As part of my transition, my facility suggested that we all make a list of 100 pre and post op goals. (Both combined on one page mind you) I definitely struggled to do this. I tried to do this by myself and sort of be alone since, I really didn't want anyone to see me crying. The more I put this stuff on paper, the more real it became. Many of you who have not had weight problems, do not realize how much it suffocates you. It makes you not be able to have a full life. You cannot do the things that you want to do, do the things you'd think you'd enjoy. You just don't get the whole life that you feel like you deserve. I love nature, I love outdoors. But how can I enjoy it if I'm just sitting down since I can't walk a million miles or hike without wanting to keel over or vomit? How can I enjoy seeing new places or adventures when all I'm worried about is if I'll be able to fit in places, like tables-chairs-doorways, etc. When you're this obese, you HAVE to think of these things. I've passed out dinner dates with people since I know I would be too embarresed to have to ask for a table since I didn't want to worry or not that I would actually fit inside of a booth. Going to movies is sometimes unnerving, can't go to baseball games, concerts, anything that's fun! I was so scared when Diane wanted to go to the baseball game as her bachlorette's party, since I was worried there would be so many people in the row, that I would be on top of them. Thank goodness the seats in the new stadium were awesome, I got super lucky.
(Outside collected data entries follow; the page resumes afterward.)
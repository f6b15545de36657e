//! Process-wide plugin set.
//!
//! [`PluginRegistry::global`] discovers plugins from the
//! [`StaticEntryPoints`] on first use and keeps the result until
//! [`PluginRegistry::refresh`] is called. Extensions may also be added or
//! removed at runtime; runtime additions take precedence over discovered
//! extensions.

use crate::entry_points::{self, Discovered, DiscoveryOptions, EntryPointSource, StaticEntryPoints};
use crate::error::Result;
use crate::extension::{Extension, ExtensionProxy};
use crate::registry::ExtensionRegistry;
use crate::resource::{ResourceManager, ResourceMappingProxy};
use std::sync::{Arc, OnceLock, PoisonError, RwLock, RwLockReadGuard, RwLockWriteGuard};
use tagtree_core::{Warning, Warnings};
use tracing::info;

#[derive(Default)]
struct State {
    options: DiscoveryOptions,
    discovered: Option<Discovered>,
    /// Newest first.
    added: Vec<Arc<ExtensionProxy>>,
    /// Extension URIs or package names hidden from the discovered set.
    removed: Vec<String>,
    runtime_warnings: Warnings,
}

fn identifies(ext: &ExtensionProxy, id: &str) -> bool {
    ext.extension_uri() == Some(id) || ext.package_name() == Some(id)
}

/// Lazily discovered plugins plus runtime registrations.
pub struct PluginRegistry {
    source: Arc<dyn EntryPointSource>,
    state: RwLock<State>,
}

static GLOBAL: OnceLock<PluginRegistry> = OnceLock::new();

impl PluginRegistry {
    pub fn new(source: Arc<dyn EntryPointSource>) -> Self {
        Self {
            source,
            state: RwLock::new(State::default()),
        }
    }

    /// The registry backed by [`StaticEntryPoints::global`].
    pub fn global() -> &'static PluginRegistry {
        GLOBAL.get_or_init(|| PluginRegistry::new(Arc::new(StaticEntryPoints::global())))
    }

    /// Replace the discovery options. Takes effect at the next discovery.
    pub fn configure(&self, options: DiscoveryOptions) {
        let mut state = self.write();
        state.options = options;
        state.discovered = None;
    }

    /// Run discovery again, keeping runtime additions and removals.
    pub fn refresh(&self) {
        let mut state = self.write();
        state.discovered = None;
        self.ensure_discovered(&mut state);
    }

    /// Active extensions: runtime additions, newest first, then the
    /// discovered ones.
    pub fn extensions(&self) -> Vec<Arc<ExtensionProxy>> {
        self.with_discovered(|state| {
            let discovered = state
                .discovered
                .as_ref()
                .map(|d| d.extensions.as_slice())
                .unwrap_or_default();
            state
                .added
                .iter()
                .chain(
                    discovered
                        .iter()
                        .filter(|ext| !state.removed.iter().any(|id| identifies(ext, id))),
                )
                .cloned()
                .collect()
        })
    }

    pub fn resource_mappings(&self) -> Vec<Arc<ResourceMappingProxy>> {
        self.with_discovered(|state| {
            state
                .discovered
                .as_ref()
                .map(|d| d.resource_mappings.clone())
                .unwrap_or_default()
        })
    }

    pub fn resource_manager(&self) -> ResourceManager {
        ResourceManager::new(self.resource_mappings())
    }

    /// Register an extension without package information.
    pub fn add_extension(&self, extension: Arc<dyn Extension>) -> Result<Arc<ExtensionProxy>> {
        let silenced: Vec<_> = self.read().options.silenced_warnings.iter().copied().collect();
        let mut warnings = Warnings::silencing(silenced);
        let proxy = Arc::new(ExtensionProxy::new(extension, None, &mut warnings)?);
        let mut state = self.write();
        info!(
            extension = %proxy.class_name(),
            uri = proxy.extension_uri().unwrap_or("(none)"),
            "Registered runtime extension"
        );
        state.runtime_warnings.absorb(warnings);
        state.added.insert(0, proxy.clone());
        Ok(proxy)
    }

    /// Remove every extension whose URI or package name is `id`.
    pub fn remove_extension(&self, id: &str) {
        let mut state = self.write();
        state.added.retain(|ext| !identifies(ext, id));
        if !state.removed.iter().any(|r| r == id) {
            state.removed.push(id.to_string());
        }
        info!(id, "Removed extension");
    }

    /// Drop runtime additions and removals.
    pub fn reset_extensions(&self) {
        let mut state = self.write();
        state.added.clear();
        state.removed.clear();
        state.runtime_warnings = Warnings::new();
    }

    /// Registry over the active extensions, for one session.
    pub fn registry(&self) -> Arc<ExtensionRegistry> {
        Arc::new(ExtensionRegistry::new(self.extensions()))
    }

    /// Warnings of the last discovery pass followed by those raised by
    /// runtime registrations.
    pub fn last_warnings(&self) -> Vec<Warning> {
        let state = self.read();
        state
            .discovered
            .iter()
            .flat_map(|d| d.warnings.iter())
            .chain(state.runtime_warnings.iter())
            .cloned()
            .collect()
    }

    fn read(&self) -> RwLockReadGuard<'_, State> {
        self.state.read().unwrap_or_else(PoisonError::into_inner)
    }

    fn write(&self) -> RwLockWriteGuard<'_, State> {
        self.state.write().unwrap_or_else(PoisonError::into_inner)
    }

    fn ensure_discovered(&self, state: &mut State) {
        if state.discovered.is_none() {
            state.discovered = Some(entry_points::discover(self.source.as_ref(), &state.options));
        }
    }

    /// Run `f` under a shared lock once discovery has happened.
    fn with_discovered<R>(&self, f: impl FnOnce(&State) -> R) -> R {
        {
            let state = self.read();
            if state.discovered.is_some() {
                return f(&state);
            }
        }
        let mut state = self.write();
        self.ensure_discovered(&mut state);
        f(&state)
    }
}

#[cfg(test)]
mod tests {
    use super::*;
    use crate::entry_points::{EntryPoint, EntryPointGroup, PluginItem};
    use crate::error::PluginError;
    use crate::extension::PackageInfo;
    use std::sync::atomic::{AtomicUsize, Ordering};

    struct UriExtension(&'static str);

    impl Extension for UriExtension {
        fn extension_uri(&self) -> Option<String> {
            Some(self.0.to_string())
        }
    }

    fn registry(calls: Arc<AtomicUsize>) -> PluginRegistry {
        let source = vec![
            EntryPoint::new("core", EntryPointGroup::Extensions, move || {
                calls.fetch_add(1, Ordering::SeqCst);
                Ok(vec![PluginItem::extension(UriExtension("uri:core"))])
            })
            .with_package(PackageInfo::new("core-pkg", "1.0.0")),
            EntryPoint::new("broken", EntryPointGroup::Extensions, || {
                Err(PluginError::MissingDependency("libfoo".into()))
            })
            .with_package(PackageInfo::new("broken-pkg", "0.1.0")),
        ];
        PluginRegistry::new(Arc::new(source))
    }

    fn uris(extensions: &[Arc<ExtensionProxy>]) -> Vec<String> {
        extensions
            .iter()
            .filter_map(|e| e.extension_uri().map(str::to_string))
            .collect()
    }

    #[test]
    fn test_discovery_is_lazy_and_cached() {
        let calls = Arc::new(AtomicUsize::new(0));
        let plugins = registry(calls.clone());
        assert_eq!(calls.load(Ordering::SeqCst), 0);

        plugins.extensions();
        plugins.extensions();
        assert_eq!(calls.load(Ordering::SeqCst), 1);

        plugins.refresh();
        assert_eq!(calls.load(Ordering::SeqCst), 2);
        assert_eq!(plugins.last_warnings().len(), 1);
    }

    #[test]
    fn test_runtime_extensions_come_first() {
        let plugins = registry(Arc::new(AtomicUsize::new(0)));
        plugins.add_extension(Arc::new(UriExtension("uri:a"))).unwrap();
        plugins.add_extension(Arc::new(UriExtension("uri:b"))).unwrap();

        assert_eq!(uris(&plugins.extensions()), vec!["uri:b", "uri:a", "uri:core"]);
        assert!(plugins.extensions()[0].package_name().is_none());
    }

    #[test]
    fn test_remove_and_reset() {
        let plugins = registry(Arc::new(AtomicUsize::new(0)));
        plugins.add_extension(Arc::new(UriExtension("uri:a"))).unwrap();

        plugins.remove_extension("core-pkg");
        assert_eq!(uris(&plugins.extensions()), vec!["uri:a"]);
        plugins.remove_extension("uri:a");
        assert!(plugins.extensions().is_empty());

        plugins.reset_extensions();
        assert_eq!(uris(&plugins.extensions()), vec!["uri:core"]);
    }

    #[test]
    fn test_disabled_packages_via_configure() {
        let plugins = registry(Arc::new(AtomicUsize::new(0)));
        plugins.configure(DiscoveryOptions {
            disabled_packages: ["broken-pkg".to_string()].into_iter().collect(),
            ..Default::default()
        });
        assert_eq!(plugins.extensions().len(), 1);
        assert!(plugins.last_warnings().is_empty());
    }

    #[test]
    fn test_registry_snapshot() {
        let plugins = registry(Arc::new(AtomicUsize::new(0)));
        let registry = plugins.registry();
        assert_eq!(registry.extensions().len(), 1);
    }

    #[test]
    fn test_reads_share_the_lock_after_discovery() {
        let plugins = registry(Arc::new(AtomicUsize::new(0)));
        plugins.extensions();

        let guard = plugins.state.read().unwrap();
        let (tx, rx) = std::sync::mpsc::channel();
        std::thread::scope(|scope| {
            scope.spawn(|| {
                let counts = (plugins.extensions().len(), plugins.resource_mappings().len());
                tx.send(counts).unwrap();
            });
            let received = rx.recv_timeout(std::time::Duration::from_secs(5));
            drop(guard);
            assert_eq!(received, Ok((1, 0)));
        });
    }
}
I think a great mind blower was to write down those goals. No matter how ridiculous they seemed, no matter how embarrassing they were, write them down and stare at them straight in the face. Just a few goals:
Buy a pinup dress and do a photoshoot
Be able to get off of the floor without mooning everyone
Be able to tie your shoes without sitting down
Being able to sit in an airplane without a seatbelt extender
Those are just a few. There are so many more that I want to accomplish. And I will. I'm very excited about this new chapter that is arising.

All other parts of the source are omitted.